▸ **Goal of the exercise**: Print out each record, keeping it identical to the original.

(Stored items)

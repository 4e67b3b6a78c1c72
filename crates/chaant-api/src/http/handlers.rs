//! Agent API handlers.
//!
//! Query parameters are all optional at the extractor level and validated
//! here so that every rejection carries the JSON error body.

use std::sync::Arc;

use axum::{
    extract::{Query, State},
    response::IntoResponse,
    Json,
};
use serde::{Deserialize, Serialize};
use tracing::info;

use chaant_agent::CollectiveSnapshot;
use chaant_protocols::{AgentState, BotProfile, TimeControl};

use super::AgentId;
use crate::error::ApiError;
use crate::hub::{AgentHub, AgentStatus, Platform, PlayRequest, Versus};

#[derive(Debug, Deserialize)]
pub struct NewAgentQuery {
    pub platform: Option<String>,
}

#[derive(Debug, Serialize)]
pub struct NewAgentResponse {
    pub agent_id: String,
}

#[derive(Debug, Deserialize)]
pub struct PlayQuery {
    pub versus: Option<String>,
    pub bot: Option<String>,
    #[serde(rename = "as")]
    pub side: Option<String>,
    pub time: Option<String>,
}

impl PlayQuery {
    pub fn into_request(self) -> Result<PlayRequest, ApiError> {
        let versus: Versus = self
            .versus
            .as_deref()
            .ok_or_else(|| ApiError::BadRequest("Opponent is not specified".to_string()))?
            .parse()?;

        match versus {
            Versus::Computer => {
                let bot = self
                    .bot
                    .filter(|b| !b.trim().is_empty())
                    .ok_or_else(|| ApiError::BadRequest("Bot is not specified".to_string()))?;
                let as_black = match self.side.as_deref().map(str::trim) {
                    None | Some("white") => false,
                    Some("black") => true,
                    Some(other) => {
                        return Err(ApiError::BadRequest(format!("Unknown side {}", other)));
                    }
                };
                Ok(PlayRequest::Computer { bot, as_black })
            }
            Versus::Online => {
                let time_control = match self.time.as_deref() {
                    None => TimeControl::Rapid,
                    Some(raw) => raw.parse().map_err(ApiError::BadRequest)?,
                };
                Ok(PlayRequest::Online(time_control))
            }
        }
    }
}

#[derive(Debug, Deserialize)]
pub struct MoveQuery {
    #[serde(rename = "move")]
    pub notation: Option<String>,
}

impl MoveQuery {
    fn notation(self) -> Result<String, ApiError> {
        self.notation
            .filter(|m| !m.trim().is_empty())
            .ok_or_else(|| ApiError::BadRequest("Move is not specified".to_string()))
    }
}

#[derive(Debug, Serialize)]
pub struct StateResponse {
    pub state: AgentState,
}

#[derive(Debug, Serialize)]
pub struct VoteResponse {
    pub accepted: bool,
    pub tally: CollectiveSnapshot,
}

#[derive(Debug, Serialize)]
pub struct HealthResponse {
    pub status: &'static str,
    pub version: &'static str,
    pub agents: usize,
}

/// POST /agents
pub async fn create_agent(
    State(hub): State<Arc<AgentHub>>,
    Query(query): Query<NewAgentQuery>,
) -> Result<Json<NewAgentResponse>, ApiError> {
    let platform: Platform = query
        .platform
        .as_deref()
        .ok_or_else(|| ApiError::UnknownPlatform(String::new()))?
        .parse()?;
    let id = hub.create(platform).await?;
    Ok(Json(NewAgentResponse {
        agent_id: id.to_string(),
    }))
}

/// POST /play
pub async fn play(
    State(hub): State<Arc<AgentHub>>,
    AgentId(id): AgentId,
    Query(query): Query<PlayQuery>,
) -> Result<Json<StateResponse>, ApiError> {
    let request = query.into_request()?;
    info!("Agent {} play request: {:?}", id, request);
    let state = hub.play(&id, request).await?;
    Ok(Json(StateResponse { state }))
}

/// POST /move
pub async fn move_piece(
    State(hub): State<Arc<AgentHub>>,
    AgentId(id): AgentId,
    Query(query): Query<MoveQuery>,
) -> Result<Json<StateResponse>, ApiError> {
    let notation = query.notation()?;
    let state = hub.move_piece(&id, &notation).await?;
    Ok(Json(StateResponse { state }))
}

/// POST /move/collective
pub async fn vote(
    State(hub): State<Arc<AgentHub>>,
    AgentId(id): AgentId,
    Query(query): Query<MoveQuery>,
) -> Result<Json<VoteResponse>, ApiError> {
    let notation = query.notation()?;
    let accepted = hub.vote(&id, &notation).await?;
    let tally = hub.get(&id)?.collective.snapshot();
    Ok(Json(VoteResponse { accepted, tally }))
}

/// POST /wait
pub async fn wait_turn(
    State(hub): State<Arc<AgentHub>>,
    AgentId(id): AgentId,
) -> Result<Json<StateResponse>, ApiError> {
    let state = hub.wait_turn(&id).await?;
    Ok(Json(StateResponse { state }))
}

/// GET /agents/status
pub async fn agent_status(
    State(hub): State<Arc<AgentHub>>,
    AgentId(id): AgentId,
) -> Result<Json<AgentStatus>, ApiError> {
    Ok(Json(hub.status(&id)?))
}

/// DELETE /agents
pub async fn dispose_agent(
    State(hub): State<Arc<AgentHub>>,
    AgentId(id): AgentId,
) -> Result<impl IntoResponse, ApiError> {
    hub.dispose(&id).await?;
    Ok(axum::http::StatusCode::NO_CONTENT)
}

/// GET /bots
pub async fn list_bots(State(hub): State<Arc<AgentHub>>) -> Result<Json<Vec<BotProfile>>, ApiError> {
    Ok(Json(hub.catalog().bots().await?.to_vec()))
}

/// GET /health
pub async fn health(State(hub): State<Arc<AgentHub>>) -> Json<HealthResponse> {
    Json(HealthResponse {
        status: "healthy",
        version: env!("CARGO_PKG_VERSION"),
        agents: hub.len(),
    })
}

▸ **The answer**:
repository 4e67b3b6a78c1c72
filename crates/chaant-api/src/http/handlers.rs
//! Agent API handlers.
//!
//! Query parameters are all optional at the extractor level and validated
//! here so that every rejection carries the JSON error body.

use std::sync::Arc;

use axum::{
    extract::{Query, State},
    response::IntoResponse,
    Json,
};
use serde::{Deserialize, Serialize};
use tracing::info;

use chaant_agent::CollectiveSnapshot;
use chaant_protocols::{AgentState, BotProfile, TimeControl};

use super::AgentId;
use crate::error::ApiError;
use crate::hub::{AgentHub, AgentStatus, Platform, PlayRequest, Versus};

#[derive(Debug, Deserialize)]
pub struct NewAgentQuery {
    pub platform: Option<String>,
}

#[derive(Debug, Serialize)]
pub struct NewAgentResponse {
    pub agent_id: String,
}

#[derive(Debug, Deserialize)]
pub struct PlayQuery {
    pub versus: Option<String>,
    pub bot: Option<String>,
    #[serde(rename = "as")]
    pub side: Option<String>,
    pub time: Option<String>,
}

impl PlayQuery {
    pub fn into_request(self) -> Result<PlayRequest, ApiError> {
        let versus: Versus = self
            .versus
            .as_deref()
            .ok_or_else(|| ApiError::BadRequest("Opponent is not specified".to_string()))?
            .parse()?;

        match versus {
            Versus::Computer => {
                let bot = self
                    .bot
                    .filter(|b| !b.trim().is_empty())
                    .ok_or_else(|| ApiError::BadRequest("Bot is not specified".to_string()))?;
                let as_black = match self.side.as_deref().map(str::trim) {
                    None | Some("white") => false,
                    Some("black") => true,
                    Some(other) => {
                        return Err(ApiError::BadRequest(format!("Unknown side {}", other)));
                    }
                };
                Ok(PlayRequest::Computer { bot, as_black })
            }
            Versus::Online => {
                let time_control = match self.time.as_deref() {
                    None => TimeControl::Rapid,
                    Some(raw) => raw.parse().map_err(ApiError::BadRequest)?,
                };
                Ok(PlayRequest::Online(time_control))
            }
        }
    }
}

#[derive(Debug, Deserialize)]
pub struct MoveQuery {
    #[serde(rename = "move")]
    pub notation: Option<String>,
}

impl MoveQuery {
    fn notation(self) -> Result<String, ApiError> {
        self.notation
            .filter(|m| !m.trim().is_empty())
            .ok_or_else(|| ApiError::BadRequest("Move is not specified".to_string()))
    }
}

#[derive(Debug, Serialize)]
pub struct StateResponse {
    pub state: AgentState,
}

#[derive(Debug, Serialize)]
pub struct VoteResponse {
    pub accepted: bool,
    pub tally: CollectiveSnapshot,
}

#[derive(Debug, Serialize)]
pub struct HealthResponse {
    pub status: &'static str,
    pub version: &'static str,
    pub agents: usize,
}

/// POST /agents
pub async fn create_agent(
    State(hub): State<Arc<AgentHub>>,
    Query(query): Query<NewAgentQuery>,
) -> Result<Json<NewAgentResponse>, ApiError> {
    let platform: Platform = query
        .platform
        .as_deref()
        .ok_or_else(|| ApiError::UnknownPlatform(String::new()))?
        .parse()?;
    let id = hub.create(platform).await?;
    Ok(Json(NewAgentResponse {
        agent_id: id.to_string(),
    }))
}

/// POST /play
pub async fn play(
    State(hub): State<Arc<AgentHub>>,
    AgentId(id): AgentId,
    Query(query): Query<PlayQuery>,
) -> Result<Json<StateResponse>, ApiError> {
    let request = query.into_request()?;
    info!("Agent {} play request: {:?}", id, request);
    let state = hub.play(&id, request).await?;
    Ok(Json(StateResponse { state }))
}

/// POST /move
pub async fn move_piece(
    State(hub): State<Arc<AgentHub>>,
    AgentId(id): AgentId,
    Query(query): Query<MoveQuery>,
) -> Result<Json<StateResponse>, ApiError> {
    let notation = query.notation()?;
    let state = hub.move_piece(&id, &notation).await?;
    Ok(Json(StateResponse { state }))
}

/// POST /move/collective
pub async fn vote(
    State(hub): State<Arc<AgentHub>>,
    AgentId(id): AgentId,
    Query(query): Query<MoveQuery>,
) -> Result<Json<VoteResponse>, ApiError> {
    let notation = query.notation()?;
    let accepted = hub.vote(&id, &notation).await?;
    let tally = hub.get(&id)?.collective.snapshot();
    Ok(Json(VoteResponse { accepted, tally }))
}

/// POST /wait
pub async fn wait_turn(
    State(hub): State<Arc<AgentHub>>,
    AgentId(id): AgentId,
) -> Result<Json<StateResponse>, ApiError> {
    let state = hub.wait_turn(&id).await?;
    Ok(Json(StateResponse { state }))
}

/// GET /agents/status
pub async fn agent_status(
    State(hub): State<Arc<AgentHub>>,
    AgentId(id): AgentId,
) -> Result<Json<AgentStatus>, ApiError> {
    Ok(Json(hub.status(&id)?))
}

/// DELETE /agents
pub async fn dispose_agent(
    State(hub): State<Arc<AgentHub>>,
    AgentId(id): AgentId,
) -> Result<impl IntoResponse, ApiError> {
    hub.dispose(&id).await?;
    Ok(axum::http::StatusCode::NO_CONTENT)
}

/// GET /bots
pub async fn list_bots(State(hub): State<Arc<AgentHub>>) -> Result<Json<Vec<BotProfile>>, ApiError> {
    Ok(Json(hub.catalog().bots().await?.to_vec()))
}

/// GET /health
pub async fn health(State(hub): State<Arc<AgentHub>>) -> Json<HealthResponse> {
    Json(HealthResponse {
        status: "healthy",
        version: env!("CARGO_PKG_VERSION"),
        agents: hub.len(),
    })
}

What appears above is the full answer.